# Earphones needed ( v shaped sound ) for edm



## shammisachdeva (Nov 21, 2015)

hello friends as the title says i want earpgones for my iphone 6 .... i mostly listens to edm music ( armin , oliver helden , tiesto , deep house , progressive house etc etc ) so i need earphones with good bass and treble....My budget is around 2500 strict...thnx


----------



## ratul (Nov 22, 2015)

shammisachdeva said:


> hello friends as the title says i want earpgones for my iphone 6 .... i mostly listens to edm music ( armin , oliver helden , tiesto , deep house , progressive house etc etc ) so i need earphones with good bass and treble....My budget is around 2500 strict...thnx



look for sony xb series earphones, try to find xb90ex, or xb30ex will suit your edm needs.


----------



## shammisachdeva (Nov 22, 2015)

But i hve heard that xb series doesnot have good treble .. Xb 90 i think is not available anywhere and xb 30 is not so good...any other suggestions apart from xb which suits my style of music ?


----------



## ithehappy (Nov 22, 2015)

XB series have awful treble, that how I will put it.

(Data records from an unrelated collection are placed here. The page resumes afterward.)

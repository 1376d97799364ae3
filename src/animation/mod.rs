/// Easing curves.
pub mod ease;
/// Slide-to-slide transition frames.
pub mod transition;
use std::time::Duration;

/// Wall-clock pacing used by real-time playback.
pub trait Clock {
    /// Block the current thread for `d`.
    fn sleep(&mut self, d: Duration);
}

/// [`Clock`] backed by `std::thread::sleep`.
#[derive(Clone, Copy, Debug, Default)]
pub struct SystemClock;

impl Clock for SystemClock {
    fn sleep(&mut self, d: Duration) {
        if !d.is_zero() {
            std::thread::sleep(d);
        }
    }
}
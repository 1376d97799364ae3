//! Slide/transition timeline sequencing for preview and export.

/// Pacing clocks.
pub mod clock;
/// Frame sequencing.
pub mod orchestrator;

My experience is however with one headphone, XB300, and one IEM, XB90EX only. Hated both of them, especially the latter. If you want an IEM where you need Bass and bass only, and nothing else, then go for XB90, otherwise don't even think, that's what I will say. Your money, your choice at the end of the day.


----------



## ratul (Nov 22, 2015)

shammisachdeva said:


> But i hve heard that xb series doesnot have good treble .. Xb 90 i think is not available anywhere and xb 30 is not so good...any other suggestions apart from xb which suits my style of music ?


Yeah you are right about treble on those, but bass is what makes these earphones good for edm. 
If you want bass and treble, then sound magic e10s is what should you get. Plenty of bass with good highs. Best in your budget.


----------



## sandynator (Nov 22, 2015)

Check out Vsonic VSD1 & VSD3 & not the 'S' version which are somewhat balanced.
Also Check KZ ATE & ed9. Built quality might be issue.

Import from lendmeurears may be cheaper option for v sonic.

kz from aliexpress just check for sellers ratings or official kz store.


----------



## shammisachdeva (Nov 22, 2015)

ordered Tekfusion twinwoofer from snapdeal ........ Regarding vsd3 i heard that the bass is not that big which is required for edm....and regarding soundmagic e10s , they r somewhat balanced compared to v shape required for edm

u have any idea about tekfusion twinwoofers ?


----------



## sandynator (Nov 22, 2015)

Just read many issues initially when it was launched. 

It seemed big scam with all fake review on flipkart. The company ppl asked for good reviews in returns.


----------



## Faun (Nov 22, 2015)

Is Tekfusion twinwoofer still alive ? lol


----------



## sandynator (Nov 22, 2015)




----------



## shammisachdeva (Nov 23, 2015)

But how can it be fake ?? There r many reviews of it on head fi and on youtube also and it has got rating also... Will i get a fake product from snapdeal ? They r selling for around 1200 on snapdeal and i ordered a white chromium edition.

- - - Updated - - -

ok cancelled my ordered for tekfusion twinwoofers  and now confused between vsd3 and soundmagic e10 ...which among these two will have more bass ??


----------



## zapout (Nov 23, 2015)

If you are looking for bass you should go for Sony xb series. 

E10 sells around 2100 and vsd3s is priced above 3k(don't know about vsd3 )

E10 has good bass but it's not bass focused iem. 
It's overall balanced iem with good amount of bass. 

I don't know about vsd3,  but I've ordered vsd3s for myself. 
I'll post about the bass as soon I get my hands on it


----------



## ratul (Nov 23, 2015)

shammisachdeva said:


> But how can it be fake ?? There r many reviews of it on head fi and on youtube also and it has got rating also... Will i get a fake product from snapdeal ? They r selling for around 1200 on snapdeal and i ordered a white chromium edition.
> 
> - - - Updated - - -
> 
> ok cancelled my ordered for tekfusion twinwoofers  and now confused between vsd3 and soundmagic e10 ...which among these two will have more bass ??


Really good decision to cancel twin woofers. 
I had soundmagic e10 before and vsd5 now (big brother of vsd3, my brother has vsd3) and I can tell you e10 are really good for edm. Vsonic are overall better sounding earphones no doubt, but I highly doubt you'd like them seeing your needs. Plus the build quality leaves you hanging. Get soundmagic e10s (the s version).


----------



## rakeshhkuma90 (Nov 24, 2015)

SoundMAGIC E10S. The sound is clean. V-shape sound signature. What makes it stand out from its competition is the instrument separation. Rare at this price range..


----------



## nondroid (Nov 29, 2015)

I am using Soundmagic E10 for last one year. I can definitely say it is the best IEM around 2k. Quite balanced sound.Bass is tight but if you are a bass head,please avoid E10. If you want overall balanced clean sound you can definitely try E10


----------